Dans ces circonstances alarmantes, quelle place est-elle encore laissée au Promontoire du songe que prône Victor Hugo et que vous reprenez si bien en exergue du livre : Tout rêve est une lutte ? Quelle belle formulation, quelle belle « trouvaille d’écriture » comme on dirait dans notre jargon d’ateliers d’écriture ! Peut-on rêver encore ? J’aimerais le croire, l’espérer, malgré les démentis qui s’étalent chaque jour à la une des médias. Il semble que nous soyons particulièrement doués pour jouer aux apprentis sorciers, sans souci des garde-fous qu’il faudrait impérativement observer pour limiter les désastres passés et à venir, éviter le grand effondrement. Il parait qu’il n’est plus temps d’en avoir peur : nous y sommes déjà, dixit Aurélien Barrau, brillant astrophysicien et poète de renom ! Est-il nécessaire de rappeler dans son sillon les colères de Jean Rouaud déclinées dans L’avenir des simples, (Grasset) publié la veille du premier confinement le 4 mars 2020, ou celles de Fred Vargas, L’humanité en péril, (Flammarion) paruen mai 2019 ? Quel crédit est-il réservé à ces lanceurs d’alertes ? Leurs ouvrages ont été pierres d’angle des ateliers d’écriture que j’ai tenus pendant toute la durée du confinement chaque dimanche en visioconférence : un vrai bonheur et un bel antidote à la détresse ambiante !
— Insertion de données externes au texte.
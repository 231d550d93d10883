//! Team entity model and DTOs.

use fms_core::types::{DbId, Timestamp};
use serde::{Deserialize, Serialize};
use sqlx::FromRow;
use validator::Validate;

/// A row from the `teams` table.
#[derive(Debug, Clone, FromRow, Serialize)]
pub struct Team {
    pub id: DbId,
    pub event_id: DbId,
    pub name: String,
    pub created_at: Timestamp,
    pub updated_at: Timestamp,
}

/// A team with the number of participants currently assigned to it.
#[derive(Debug, Clone, FromRow, Serialize)]
pub struct TeamWithCount {
    #[sqlx(flatten)]
    #[serde(flatten)]
    pub team: Team,
    pub participant_count: i64,
}

/// DTO for creating or renaming a team. The event comes from the path.
#[derive(Debug, Clone, Deserialize, Validate)]
pub struct CreateTeam {
    #[validate(length(min = 1, max = 200, message = "Name must be 1-200 characters"))]
    pub name: String,
}

pub type UpdateTeam = CreateTeam;
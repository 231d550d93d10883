//! Engine services.
//!
//! Each service owns a pool handle and runs one logical operation per
//! method: existence lookups against the store, the pure rules from
//! `fms_core`, then the write. Constraint violations the write can still
//! hit under concurrency are translated here into the same field-keyed
//! errors the rules produce, so handlers only ever see domain errors.

pub mod events;
pub mod fight_card;
pub mod results;
pub mod roster;

pub use events::EventService;
pub use fight_card::FightCardService;
pub use results::ResultService;
pub use roster::RosterService;

use fms_core::error::CoreError;
use fms_core::types::DbId;
use fms_db::repositories::EventRepo;
use sqlx::PgPool;

use crate::error::{AppError, AppResult};

/// PostgreSQL SQLSTATE for unique violations.
const UNIQUE_VIOLATION: &str = "23505";
/// PostgreSQL SQLSTATE for foreign key violations.
const FOREIGN_KEY_VIOLATION: &str = "23503";

/// `(sqlstate, constraint)` of a database error, if it carries both.
fn violation(err: &sqlx::Error) -> Option<(String, String)> {
    match err {
        sqlx::Error::Database(db) => {
            let code = db.code()?.into_owned();
            let constraint = db.constraint()?.to_string();
            Some((code, constraint))
        }
        _ => None,
    }
}

/// Whether `err` is a unique violation on `constraint`.
pub(crate) fn is_unique_violation(err: &sqlx::Error, constraint: &str) -> bool {
    matches!(violation(err), Some((code, name)) if code == UNIQUE_VIOLATION && name == constraint)
}

/// Whether `err` is a foreign key violation whose constraint name starts
/// with `prefix`.
pub(crate) fn is_foreign_key_violation(err: &sqlx::Error, prefix: &str) -> bool {
    matches!(violation(err), Some((code, name)) if code == FOREIGN_KEY_VIOLATION && name.starts_with(prefix))
}

/// `NotFound` unless the event exists.
pub(crate) async fn ensure_event(pool: &PgPool, event_id: DbId) -> AppResult<()> {
    if EventRepo::exists(pool, event_id).await? {
        Ok(())
    } else {
        Err(AppError::Core(CoreError::NotFound {
            entity: "Event",
            id: event_id,
        }))
    }
}
//! Participant entity model and DTOs.

use fms_core::types::{DbId, Timestamp};
use serde::{Deserialize, Serialize};
use sqlx::FromRow;
use validator::Validate;

/// A row from the `participants` table.
#[derive(Debug, Clone, FromRow, Serialize)]
pub struct Participant {
    pub id: DbId,
    pub event_id: DbId,
    /// Must reference a team of the same event; nulled if the team is deleted.
    pub team_id: Option<DbId>,
    pub name: String,
    pub weight: Option<f64>,
    pub created_at: Timestamp,
    pub updated_at: Timestamp,
}

/// A participant with its team's name for display.
#[derive(Debug, Clone, FromRow, Serialize)]
pub struct ParticipantView {
    #[sqlx(flatten)]
    #[serde(flatten)]
    pub participant: Participant,
    pub team_name: Option<String>,
}

/// DTO for creating a participant. The event comes from the path.
#[derive(Debug, Clone, Deserialize, Validate)]
pub struct CreateParticipant {
    #[validate(length(min = 1, max = 200, message = "Name must be 1-200 characters"))]
    pub name: String,
    #[validate(range(min = 0.0, message = "Weight must not be negative"))]
    pub weight: Option<f64>,
    pub team_id: Option<DbId>,
}

/// DTO for updating a participant.
///
/// Full replacement: an omitted `weight` or `team_id` clears the stored
/// value, which is how a participant leaves a team.
#[derive(Debug, Clone, Deserialize, Validate)]
pub struct UpdateParticipant {
    #[validate(length(min = 1, max = 200, message = "Name must be 1-200 characters"))]
    pub name: String,
    #[validate(range(min = 0.0, message = "Weight must not be negative"))]
    pub weight: Option<f64>,
    pub team_id: Option<DbId>,
}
L’écriture comme corde de rappel et arme de résistance…

Je me surprends à mon tour, chère Madame, à la tentation du lyrisme, ou peut-être d’emphase, mais c’est de votre faute, et celle de l’auteur que vous interpelez avec ces quinze lettres, mettant ainsi le doigt sur les raisons de nos colères, leurs fondements, leur légitimité. Elles sont légion, alimentées par tous les manquements conjugués, délibérés, qui font courir notre monde à sa perte. En toute impunité !

Souffrez, chère Madame que ces quelques mots vous dérangent dans les tâches littéraires absorbantes qui font le sel de votre vie, et si souvent le bonheur de la nôtre.

Croyez, chère Madame, en ma profonde reconnaissance et en ma totale sympathie.